Als Lanny Breuer, Chef der Kriminalabteilung des Justizministeriums, die Einigung mit der UBS bekanntgab, versuchte er, sie als scharfe Zurechtweisung der Banken zu verkaufen. „Fehlverhalten der Wall Street können und werden wir nicht dulden“, erklärte er.

Welch eine Farce! Der Libor-Betrug entlarvt nicht nur die Bankenkriminalität, er zeigt auch anschaulich, in welchem Ausmaß Regierungen und Finanzaufsichtsbehörden in aller Welt Komplizen dieser Korruption sind.

Es genügt, einige Beispiele für die inzestuöse Beziehung zwischen den Banken und den Aufsichtsbehörden zu nennen, die sie eigentlich kontrollieren sollten.

Die Aufsichtsbehörden, welche die Banken kontrollieren sollten, stecken voller ehemaliger Bankenchefs. Sie sind bei den kriminellen Geschäften der Banken eher behilflich, als sie zu beenden oder zu verhindern.
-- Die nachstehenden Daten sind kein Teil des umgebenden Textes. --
//! API Service - Read-only queries over the fuel station price schema
//!
//! Endpoints:
//! - GET /health - Health check
//! - GET /fuel-types - List known fuel types
//! - GET /brands/top - Brand with the most stations of a type
//! - GET /stations/cheapest - Cheapest station for a fuel in a province
//! - GET /stations/cheapest-in-radius - Cheapest station for a fuel near a point
//! - GET /provinces/priciest - Province with the highest price for a fuel
//!   among stations of a type
//!
//! This service never writes: the importer owns the schema's lifecycle.

use anyhow::Context;
use axum::{
    extract::{Query, State},
    http::StatusCode,
    response::IntoResponse,
    routing::get,
    Json, Router,
};
use chrono::NaiveDateTime;
use serde::{Deserialize, Serialize};
use sqlx::{postgres::PgPoolOptions, PgPool};
use std::sync::Arc;
use tower_http::cors::{Any, CorsLayer};

// ============================================================================
// State
// ============================================================================

#[derive(Clone)]
struct AppState {
    pool: PgPool,
}

// ============================================================================
// SQL
// ============================================================================

const SQL_TOP_BRAND: &str = r#"
    SELECT b.brand_name, COUNT(s.station_id) AS station_count
    FROM station s
    JOIN brand b ON s.brand_id = b.brand_id
    JOIN station_type st ON s.station_type_id = st.station_type_id
    WHERE st.station_type_name = $1
    GROUP BY b.brand_name
    ORDER BY station_count DESC
    LIMIT 1
"#;

const SQL_CHEAPEST_IN_PROVINCE: &str = r#"
    SELECT s.address, b.brand_name, m.margin_name, MIN(fp.price) AS min_price
    FROM fuel_price fp
    JOIN station s ON fp.station_id = s.station_id
    JOIN brand b ON s.brand_id = b.brand_id
    JOIN margin m ON s.margin_id = m.margin_id
    JOIN postal_code pc ON s.postal_code_id = pc.postal_code_id
    JOIN locality l ON pc.locality_id = l.locality_id
    JOIN municipality mu ON l.municipality_id = mu.municipality_id
    JOIN province p ON mu.province_id = p.province_id
    JOIN fuel_type ft ON fp.fuel_type_id = ft.fuel_type_id
    WHERE p.province_name = $1 AND ft.fuel_type_name = $2
    GROUP BY s.station_id, s.address, b.brand_name, m.margin_name
    ORDER BY min_price ASC
    LIMIT 1
"#;

const SQL_CHEAPEST_IN_RADIUS: &str = r#"
    SELECT s.address, b.brand_name, m.margin_name, fp.price, fp.observed_at,
           ST_DistanceSphere(s.location, ST_SetSRID(ST_MakePoint($1, $2), 4326)) / 1000.0
               AS distance_km
    FROM fuel_price fp
    JOIN station s ON fp.station_id = s.station_id
    JOIN brand b ON s.brand_id = b.brand_id
    JOIN margin m ON s.margin_id = m.margin_id
    JOIN postal_code pc ON s.postal_code_id = pc.postal_code_id
    JOIN locality l ON pc.locality_id = l.locality_id
    JOIN municipality mu ON l.municipality_id = mu.municipality_id
    JOIN fuel_type ft ON fp.fuel_type_id = ft.fuel_type_id
    WHERE ft.fuel_type_name = $3 AND mu.municipality_name = $4
      AND ST_DistanceSphere(s.location, ST_SetSRID(ST_MakePoint($1, $2), 4326))
              <= $5 * 1000.0
    ORDER BY fp.price ASC
    LIMIT 1
"#;

const SQL_PRICIEST_PROVINCE: &str = r#"
    SELECT p.province_name, fp.price, fp.observed_at
    FROM fuel_price fp
    JOIN station s ON fp.station_id = s.station_id
    JOIN station_type st ON s.station_type_id = st.station_type_id
    JOIN postal_code pc ON s.postal_code_id = pc.postal_code_id
    JOIN locality l ON pc.locality_id = l.locality_id
    JOIN municipality mu ON l.municipality_id = mu.municipality_id
    JOIN province p ON mu.province_id = p.province_id
    JOIN fuel_type ft ON fp.fuel_type_id = ft.fuel_type_id
    WHERE st.station_type_name = $1 AND ft.fuel_type_name = $2
    ORDER BY fp.price DESC
    LIMIT 1
"#;

const SQL_FUEL_TYPES: &str =
    "SELECT fuel_type_id, fuel_type_name FROM fuel_type ORDER BY fuel_type_name";

// ============================================================================
// Response types
// ============================================================================

#[derive(Serialize)]
struct HealthResponse {
    ok: bool,
    version: &'static str,
}

#[derive(Serialize, sqlx::FromRow)]
struct FuelTypeResponse {
    fuel_type_id: i32,
    fuel_type_name: String,
}

#[derive(Serialize, sqlx::FromRow)]
struct TopBrandResponse {
    brand_name: String,
    station_count: i64,
}

#[derive(Serialize, sqlx::FromRow)]
struct CheapestStationResponse {
    address: String,
    brand_name: String,
    margin_name: String,
    min_price: f64,
}

#[derive(Serialize, sqlx::FromRow)]
struct NearbyStationResponse {
    address: String,
    brand_name: String,
    margin_name: String,
    price: f64,
    observed_at: NaiveDateTime,
    distance_km: f64,
}

#[derive(Serialize, sqlx::FromRow)]
struct PriciestProvinceResponse {
    province_name: String,
    price: f64,
    observed_at: NaiveDateTime,
}

#[derive(Serialize)]
struct ErrorResponse {
    error: String,
}

// ============================================================================
// Query params
// ============================================================================

#[derive(Deserialize)]
struct TopBrandQuery {
    station_type: String,
}

#[derive(Deserialize)]
struct CheapestQuery {
    province: String,
    fuel: String,
}

#[derive(Deserialize)]
struct RadiusQuery {
    municipality: String,
    fuel: String,
    latitude: f64,
    longitude: f64,
    radius_km: Option<f64>,
}

#[derive(Deserialize)]
struct PriciestQuery {
    station_type: String,
    fuel: String,
}

// ============================================================================
// Handlers
// ============================================================================

async fn health_handler() -> Json<HealthResponse> {
    Json(HealthResponse {
        ok: true,
        version: "0.1.0",
    })
}

async fn fuel_types_handler(State(state): State<Arc<AppState>>) -> impl IntoResponse {
    let fuel_types: Result<Vec<FuelTypeResponse>, _> = sqlx::query_as(SQL_FUEL_TYPES)
        .fetch_all(&state.pool)
        .await;

    match fuel_types {
        Ok(f) => Json(serde_json::json!({ "fuel_types": f })).into_response(),
        Err(e) => internal_error(e),
    }
}

async fn top_brand_handler(
    State(state): State<Arc<AppState>>,
    Query(params): Query<TopBrandQuery>,
) -> impl IntoResponse {
    let row: Result<Option<TopBrandResponse>, _> = sqlx::query_as(SQL_TOP_BRAND)
        .bind(&params.station_type)
        .fetch_optional(&state.pool)
        .await;

    match row {
        Ok(Some(brand)) => Json(brand).into_response(),
        Ok(None) => not_found(format!(
            "No stations found for station type '{}'",
            params.station_type
        )),
        Err(e) => internal_error(e),
    }
}

async fn cheapest_station_handler(
    State(state): State<Arc<AppState>>,
    Query(params): Query<CheapestQuery>,
) -> impl IntoResponse {
    let row: Result<Option<CheapestStationResponse>, _> =
        sqlx::query_as(SQL_CHEAPEST_IN_PROVINCE)
            .bind(&params.province)
            .bind(&params.fuel)
            .fetch_optional(&state.pool)
            .await;

    match row {
        Ok(Some(station)) => Json(station).into_response(),
        Ok(None) => not_found(format!(
            "No prices found for '{}' in province '{}'",
            params.fuel, params.province
        )),
        Err(e) => internal_error(e),
    }
}

async fn cheapest_in_radius_handler(
    State(state): State<Arc<AppState>>,
    Query(params): Query<RadiusQuery>,
) -> impl IntoResponse {
    let radius_km = params.radius_km.unwrap_or(10.0);

    let row: Result<Option<NearbyStationResponse>, _> = sqlx::query_as(SQL_CHEAPEST_IN_RADIUS)
        .bind(params.longitude)
        .bind(params.latitude)
        .bind(&params.fuel)
        .bind(&params.municipality)
        .bind(radius_km)
        .fetch_optional(&state.pool)
        .await;

    match row {
        Ok(Some(station)) => Json(station).into_response(),
        Ok(None) => not_found(format!(
            "No stations within {} km in '{}' selling '{}'",
            radius_km, params.municipality, params.fuel
        )),
        Err(e) => internal_error(e),
    }
}

async fn priciest_province_handler(
    State(state): State<Arc<AppState>>,
    Query(params): Query<PriciestQuery>,
) -> impl IntoResponse {
    let row: Result<Option<PriciestProvinceResponse>, _> = sqlx::query_as(SQL_PRICIEST_PROVINCE)
        .bind(&params.station_type)
        .bind(&params.fuel)
        .fetch_optional(&state.pool)
        .await;

    match row {
        Ok(Some(province)) => Json(province).into_response(),
        Ok(None) => not_found(format!(
            "No prices found for '{}' at stations of type '{}'",
            params.fuel, params.station_type
        )),
        Err(e) => internal_error(e),
    }
}

fn not_found(message: String) -> axum::response::Response {
    (StatusCode::NOT_FOUND, Json(ErrorResponse { error: message })).into_response()
}

fn internal_error(e: sqlx::Error) -> axum::response::Response {
    (
        StatusCode::INTERNAL_SERVER_ERROR,
        Json(ErrorResponse {
            error: e.to_string(),
        }),
    )
        .into_response()
}

// ============================================================================
// Main
// ============================================================================

#[tokio::main]
async fn main() -> anyhow::Result<()> {
    dotenvy::dotenv().ok();

    let db_url = std::env::var("DB_URL").context("DB_URL env var missing")?;
    let bind = std::env::var("API_BIND").unwrap_or_else(|_| "127.0.0.1:8080".to_string());

    println!("=== Fuel Prices API ===");
    println!("Connecting to database...");

    let pool = PgPoolOptions::new()
        .max_connections(10)
        .connect(&db_url)
        .await
        .context("Failed to connect to database")?;

    println!("Database connected");

    let state = Arc::new(AppState { pool });

    // CORS for web frontend
    let cors = CorsLayer::new()
        .allow_origin(Any)
        .allow_methods(Any)
        .allow_headers(Any);

    let app = Router::new()
        .route("/health", get(health_handler))
        .route("/fuel-types", get(fuel_types_handler))
        .route("/brands/top", get(top_brand_handler))
        .route("/stations/cheapest", get(cheapest_station_handler))
        .route("/stations/cheapest-in-radius", get(cheapest_in_radius_handler))
        .route("/provinces/priciest", get(priciest_province_handler))
        .layer(cors)
        .with_state(state);

    println!("API listening on http://{}", bind);
    println!("\nEndpoints:");
    println!("  GET /health");
    println!("  GET /fuel-types");
    println!("  GET /brands/top?station_type=");
    println!("  GET /stations/cheapest?province=&fuel=");
    println!("  GET /stations/cheapest-in-radius?municipality=&fuel=&latitude=&longitude=&radius_km=");
    println!("  GET /provinces/priciest?station_type=&fuel=");

    let listener = tokio::net::TcpListener::bind(&bind).await?;
    axum::serve(listener, app).await?;

    Ok(())
}
/// Log to stderr. `RUST_LOG` overrides the default `info` level.
pub fn init() {
    let env = env_logger::Env::default().default_filter_or("info");
    if let Err(e) = env_logger::Builder::from_env(env)
        .format_timestamp_millis()
        .try_init()
    {
        eprintln!("Logger already initialized: {e}");
    }
}
/// One exposure as delivered by the device, before conversion for display.
#[derive(Clone, Debug, PartialEq)]
pub struct RawFrame {
    pub width: u32,
    pub height: u32,
    pub bit_depth: u8,
    pub pixels: Vec<u16>,
}

pub enum CameraType {
    DiskLoader(PathBuf),
    Synthetic,
    #[cfg(feature = "camera")]
    RaspberryPi,
}

pub trait CameraDevice: Send {
    fn name(&self) -> String;
    /// Never blocks. `Ok(None)` means no frame is pending yet.
    fn poll_frame(&mut self) -> Result<Option<RawFrame>>;

    fn exposure_range_us(&self) -> RangeInclusive<u32>;
    fn exposure_us(&self) -> u32;
    /// Some sensors only accept a new exposure while disarmed.
    fn set_exposure_us(&mut self, exposure_us: u32) -> Result<()>;

    /// Stops triggering without releasing the device.
    fn disarm(&mut self) -> Result<()> {
        Ok(())
    }
    /// Resumes triggering after `disarm`.
    fn arm(&mut self) -> Result<()> {
        Ok(())
    }

    /// Disarms the device and releases it.
    fn shutdown(&mut self) -> Result<()>;
}

/// Exposure limits of the simulated devices, and the exposure at which the
/// synthetic pattern has unit gain.
pub const SIMULATED_EXPOSURE_RANGE_US: RangeInclusive<u32> = 100..=50_000;
pub const DEFAULT_EXPOSURE_US: u32 = 10_000;

fn check_exposure(range: &RangeInclusive<u32>, exposure_us: u32) -> Result<()> {
    if !range.contains(&exposure_us) {
        return Err(ScanError::InvalidInput(format!(
            "exposure of {exposure_us} us is outside {}..={} us",
            range.start(),
            range.end()
        ))
        .into());
    }
    Ok(())
}

pub fn make_camera(camera_type: CameraType) -> Result<Box<dyn CameraDevice>> {
    match camera_type {
        CameraType::DiskLoader(path) => Ok(Box::new(DiskCamera::from_directory(&path)?)),
        CameraType::Synthetic => Ok(Box::new(SyntheticCamera::new(640, 480))),
        #[cfg(feature = "camera")]
        CameraType::RaspberryPi => Ok(Box::new(real_camera::PiCamera::open()?)),
    }
}

const DISK_FRAME_INTERVAL: Duration = Duration::from_millis(100);
const IMAGE_EXTENSIONS: [&str; 5] = ["png", "jpg", "jpeg", "tif", "tiff"];

pub fn is_image_file(path: &Path) -> bool {
    path.extension()
        .and_then(|e| e.to_str())
        .map(|e| IMAGE_EXTENSIONS.contains(&e.to_ascii_lowercase().as_str()))
        .unwrap_or(false)
}

/// Replays a directory of images in name order, starting over at the end.
pub struct DiskCamera {
    dir: PathBuf,
    images: Vec<PathBuf>,
    iter: IntoIter<PathBuf>,
    interval: Duration,
    last_frame: Option<Instant>,
    exposure_us: u32,
    armed: bool,
}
Die globale Finanzaristokratie kann straflos betrügen, stehlen und plündern, weil sie weiß, dass eine völlig korrumpierte Politik sie stützt. Das tagtägliche Funktionieren des kapitalistischen Finanzsystems hat den Charakter einer kriminellen Verschwörung gegen die Bevölkerung angenommen.

Dieses System kann nicht reformiert werden. Die allumfassende Kriminalität besteht nicht aus ein paar „faulen Tomaten“. Illegalität und Korruption sind von dem System nicht zu trennen.

Die multimillionen Dollar schweren Finanzmogule verdienen nicht den Ruhm als Titanen der Wirtschaft, sondern sie müssten im Schwitzkasten ins Gefängnis gebracht werden. Die einzige Lösung für diesen Zustand ist die Revolution. Die Arbeiterklasse muss ihre ungeheure Macht mobilisieren, um die Banken zu enteignen; sie muss sie in öffentliches Eigentum überführen und demokratischer Kontrolle unterstellen.